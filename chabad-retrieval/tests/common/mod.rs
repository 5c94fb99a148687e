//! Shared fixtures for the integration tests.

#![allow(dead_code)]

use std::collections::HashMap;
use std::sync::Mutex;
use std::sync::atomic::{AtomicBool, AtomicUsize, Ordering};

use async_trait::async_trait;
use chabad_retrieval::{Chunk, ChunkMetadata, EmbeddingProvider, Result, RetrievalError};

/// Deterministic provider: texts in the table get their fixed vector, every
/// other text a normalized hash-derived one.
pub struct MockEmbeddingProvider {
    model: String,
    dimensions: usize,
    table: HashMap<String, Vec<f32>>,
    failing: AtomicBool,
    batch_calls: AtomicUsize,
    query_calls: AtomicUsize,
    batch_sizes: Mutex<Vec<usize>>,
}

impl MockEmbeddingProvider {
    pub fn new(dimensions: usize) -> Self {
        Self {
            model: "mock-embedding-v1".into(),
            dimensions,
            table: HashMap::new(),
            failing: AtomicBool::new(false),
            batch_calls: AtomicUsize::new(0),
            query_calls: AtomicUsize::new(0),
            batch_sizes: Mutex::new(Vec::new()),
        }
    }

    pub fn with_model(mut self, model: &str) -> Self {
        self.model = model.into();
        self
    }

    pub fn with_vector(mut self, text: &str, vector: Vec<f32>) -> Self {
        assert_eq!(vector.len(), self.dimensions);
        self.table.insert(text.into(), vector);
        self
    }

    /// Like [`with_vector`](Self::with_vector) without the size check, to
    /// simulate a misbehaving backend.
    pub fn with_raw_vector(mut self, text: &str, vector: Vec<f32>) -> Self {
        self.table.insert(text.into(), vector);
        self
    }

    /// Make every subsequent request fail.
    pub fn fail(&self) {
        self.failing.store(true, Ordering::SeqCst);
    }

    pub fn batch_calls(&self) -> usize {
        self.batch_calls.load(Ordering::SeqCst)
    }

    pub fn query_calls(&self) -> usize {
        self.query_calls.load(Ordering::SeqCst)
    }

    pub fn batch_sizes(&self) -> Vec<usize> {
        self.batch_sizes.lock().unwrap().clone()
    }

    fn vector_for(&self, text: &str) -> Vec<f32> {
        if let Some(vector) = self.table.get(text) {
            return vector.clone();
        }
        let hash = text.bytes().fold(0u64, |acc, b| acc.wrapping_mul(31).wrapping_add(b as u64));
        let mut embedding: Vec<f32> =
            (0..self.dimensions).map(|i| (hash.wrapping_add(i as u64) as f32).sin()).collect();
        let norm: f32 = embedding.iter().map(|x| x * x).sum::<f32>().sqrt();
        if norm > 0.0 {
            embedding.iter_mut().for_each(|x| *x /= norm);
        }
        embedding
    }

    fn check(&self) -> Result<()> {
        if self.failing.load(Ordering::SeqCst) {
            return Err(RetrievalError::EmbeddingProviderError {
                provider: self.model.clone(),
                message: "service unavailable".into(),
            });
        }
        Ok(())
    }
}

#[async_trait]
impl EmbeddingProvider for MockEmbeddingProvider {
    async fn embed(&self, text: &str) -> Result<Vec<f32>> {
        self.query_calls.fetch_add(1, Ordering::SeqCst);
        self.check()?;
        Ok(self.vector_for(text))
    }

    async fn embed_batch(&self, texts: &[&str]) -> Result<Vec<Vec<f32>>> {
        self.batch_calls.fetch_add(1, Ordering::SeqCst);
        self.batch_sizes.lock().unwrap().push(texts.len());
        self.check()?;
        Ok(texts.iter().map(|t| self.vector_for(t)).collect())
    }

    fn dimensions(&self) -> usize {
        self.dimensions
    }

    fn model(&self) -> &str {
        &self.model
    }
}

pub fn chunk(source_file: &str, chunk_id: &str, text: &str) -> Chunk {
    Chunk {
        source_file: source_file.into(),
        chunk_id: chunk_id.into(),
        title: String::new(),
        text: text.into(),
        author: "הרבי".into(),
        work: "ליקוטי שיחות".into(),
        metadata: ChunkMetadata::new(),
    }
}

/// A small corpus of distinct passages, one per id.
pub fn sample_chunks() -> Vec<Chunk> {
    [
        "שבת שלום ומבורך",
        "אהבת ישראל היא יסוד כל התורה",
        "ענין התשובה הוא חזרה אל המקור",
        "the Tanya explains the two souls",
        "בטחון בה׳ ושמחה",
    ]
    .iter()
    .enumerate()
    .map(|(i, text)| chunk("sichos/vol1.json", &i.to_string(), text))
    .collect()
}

**WORK REQUIRED:** Reproduce each line of the material exactly as given.

**EXERCISE OUTPUT:**
filename chabad-retrieval/tests/common/mod.rs
repository 5c94fb99a148687e
//! Shared fixtures for the integration tests.

#![allow(dead_code)]

use std::collections::HashMap;
use std::sync::Mutex;
use std::sync::atomic::{AtomicBool, AtomicUsize, Ordering};

use async_trait::async_trait;
use chabad_retrieval::{Chunk, ChunkMetadata, EmbeddingProvider, Result, RetrievalError};

/// Deterministic provider: texts in the table get their fixed vector, every
/// other text a normalized hash-derived one.
pub struct MockEmbeddingProvider {
    model: String,
    dimensions: usize,
    table: HashMap<String, Vec<f32>>,
    failing: AtomicBool,
    batch_calls: AtomicUsize,
    query_calls: AtomicUsize,
    batch_sizes: Mutex<Vec<usize>>,
}

impl MockEmbeddingProvider {
    pub fn new(dimensions: usize) -> Self {
        Self {
            model: "mock-embedding-v1".into(),
            dimensions,
            table: HashMap::new(),
            failing: AtomicBool::new(false),
            batch_calls: AtomicUsize::new(0),
            query_calls: AtomicUsize::new(0),
            batch_sizes: Mutex::new(Vec::new()),
        }
    }

    pub fn with_model(mut self, model: &str) -> Self {
        self.model = model.into();
        self
    }

    pub fn with_vector(mut self, text: &str, vector: Vec<f32>) -> Self {
        assert_eq!(vector.len(), self.dimensions);
        self.table.insert(text.into(), vector);
        self
    }

    /// Like [`with_vector`](Self::with_vector) without the size check, to
    /// simulate a misbehaving backend.
    pub fn with_raw_vector(mut self, text: &str, vector: Vec<f32>) -> Self {
        self.table.insert(text.into(), vector);
        self
    }

    /// Make every subsequent request fail.
    pub fn fail(&self) {
        self.failing.store(true, Ordering::SeqCst);
    }

    pub fn batch_calls(&self) -> usize {
        self.batch_calls.load(Ordering::SeqCst)
    }

    pub fn query_calls(&self) -> usize {
        self.query_calls.load(Ordering::SeqCst)
    }

    pub fn batch_sizes(&self) -> Vec<usize> {
        self.batch_sizes.lock().unwrap().clone()
    }

    fn vector_for(&self, text: &str) -> Vec<f32> {
        if let Some(vector) = self.table.get(text) {
            return vector.clone();
        }
        let hash = text.bytes().fold(0u64, |acc, b| acc.wrapping_mul(31).wrapping_add(b as u64));
        let mut embedding: Vec<f32> =
            (0..self.dimensions).map(|i| (hash.wrapping_add(i as u64) as f32).sin()).collect();
        let norm: f32 = embedding.iter().map(|x| x * x).sum::<f32>().sqrt();
        if norm > 0.0 {
            embedding.iter_mut().for_each(|x| *x /= norm);
        }
        embedding
    }

    fn check(&self) -> Result<()> {
        if self.failing.load(Ordering::SeqCst) {
            return Err(RetrievalError::EmbeddingProviderError {
                provider: self.model.clone(),
                message: "service unavailable".into(),
            });
        }
        Ok(())
    }
}

#[async_trait]
impl EmbeddingProvider for MockEmbeddingProvider {
    async fn embed(&self, text: &str) -> Result<Vec<f32>> {
        self.query_calls.fetch_add(1, Ordering::SeqCst);
        self.check()?;
        Ok(self.vector_for(text))
    }

    async fn embed_batch(&self, texts: &[&str]) -> Result<Vec<Vec<f32>>> {
        self.batch_calls.fetch_add(1, Ordering::SeqCst);
        self.batch_sizes.lock().unwrap().push(texts.len());
        self.check()?;
        Ok(texts.iter().map(|t| self.vector_for(t)).collect())
    }

    fn dimensions(&self) -> usize {
        self.dimensions
    }

    fn model(&self) -> &str {
        &self.model
    }
}

pub fn chunk(source_file: &str, chunk_id: &str, text: &str) -> Chunk {
    Chunk {
        source_file: source_file.into(),
        chunk_id: chunk_id.into(),
        title: String::new(),
        text: text.into(),
        author: "הרבי".into(),
        work: "ליקוטי שיחות".into(),
        metadata: ChunkMetadata::new(),
    }
}

/// A small corpus of distinct passages, one per id.
pub fn sample_chunks() -> Vec<Chunk> {
    [
        "שבת שלום ומבורך",
        "אהבת ישראל היא יסוד כל התורה",
        "ענין התשובה הוא חזרה אל המקור",
        "the Tanya explains the two souls",
        "בטחון בה׳ ושמחה",
    ]
    .iter()
    .enumerate()
    .map(|(i, text)| chunk("sichos/vol1.json", &i.to_string(), text))
    .collect()
}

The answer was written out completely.